Data earlier this week showed growth in the construction sector reached a four-month high while manufacturing growth was at a seven-month peak in February. Growth in all three sectors beat expectations in January, reinforcing the view that the Bank of England could raise rates sooner than many anticipate.

The euro had earlier weakened to 72.37 pence, near a seven-year low, as traders geared up for the European Central Bank's asset buying programme, which is due to begin this month.

The weaker currency helped the euro zone's own PMI reading to a seven-month high in February, with business activity expanding in all the bloc's four biggest economies for the first time since last April.

Sterling has been amongst the strongest performing G10 developed world currencies over the past month, fuelled by expectations rates will rise early next year.

But an election in May, whose result is uncertain, is prompting investors, including hedge funds, to stay cautious.

"Hedge funds are weary of the pound ahead of the general elections in the UK on May 7," a note from Societe Generale (Paris: FR0000130809 - news) 's asset allocation team said. "The net short sterling positions were only slightly reduced in view of the recent strengthening of sterling but dangers lurk."

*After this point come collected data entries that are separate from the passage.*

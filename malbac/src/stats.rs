use crate::cycle::Malbac;
use definitions::{Amplicon, ErrorKind};

pub trait Stats {
    fn stats<W: std::io::Write>(&self, wtr: W) -> std::io::Result<()>;
}

impl Stats for Malbac {
    fn stats<W: std::io::Write>(&self, mut wtr: W) -> std::io::Result<()> {
        // Fragments
        if !self.fragments().is_empty() {
            let lens = self.fragments().iter().map(|f| f.length());
            let sum = lens.clone().sum::<usize>();
            let min = lens.clone().min().unwrap_or(0);
            let max = lens.clone().max().unwrap_or(0);
            let len = self.fragments().len();
            let ave = sum / len;
            writeln!(&mut wtr, "Fragments")?;
            writeln!(
                &mut wtr,
                "Total Length:{}\n# of Fragments:{}\nMean Length:{}",
                sum, len, ave
            )?;
            writeln!(&mut wtr, "Max Length:{}\nMin Length:{}", max, min)?;
        }
        amplicon_stats(&mut wtr, "Semi Amplicons", self.semi_amplicons())?;
        amplicon_stats(&mut wtr, "Full Amplicons", self.full_amplicons())?;
        let pool = self.primer_pool();
        writeln!(&mut wtr, "Primers")?;
        writeln!(
            &mut wtr,
            "Initial:{}\nRemaining:{}\nDistinct:{}",
            pool.initial(),
            pool.remaining(),
            pool.distinct()
        )?;
        Ok(())
    }
}

fn amplicon_stats<W: std::io::Write>(mut wtr: W, name: &str, amplicons: &[Amplicon]) -> std::io::Result<()> {
    if amplicons.is_empty() {
        return Ok(());
    }
    let len = amplicons.len();
    let sum = amplicons.iter().map(|a| a.length()).sum::<usize>();
    let gc = amplicons.iter().map(|a| a.gc_count()).sum::<usize>();
    let errors = amplicons.iter().flat_map(|a| a.errors().errors());
    let dropouts = errors.clone().filter(|e| e.kind() == ErrorKind::Dropout).count();
    let substitutions = errors.filter(|e| e.kind() == ErrorKind::Substitution).count();
    writeln!(&mut wtr, "{}", name)?;
    writeln!(
        &mut wtr,
        "Total Length:{}\n# of Amplicons:{}\nMean Length:{}",
        sum,
        len,
        sum / len
    )?;
    let gc_rate = gc as f64 / sum.max(1) as f64;
    writeln!(&mut wtr, "GC:{:.3}", gc_rate)?;
    writeln!(
        &mut wtr,
        "Substitutions:{}\nDropouts:{}",
        substitutions, dropouts
    )?;
    Ok(())
}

Investors are concerned by the prospect of heavier spending and taxes and more regulation of the financial sector under a possible centre-left Labour government.

They also worry that Britain could leave the European Union if the ruling Conservatives win. Under pressure from the anti-EU UK Independence Party, the Conservatives have promised a referendum on EU membership within two years if they win. (Reporting by Anirban Nag, editing by Nigel Stephenson and Catherine Evans)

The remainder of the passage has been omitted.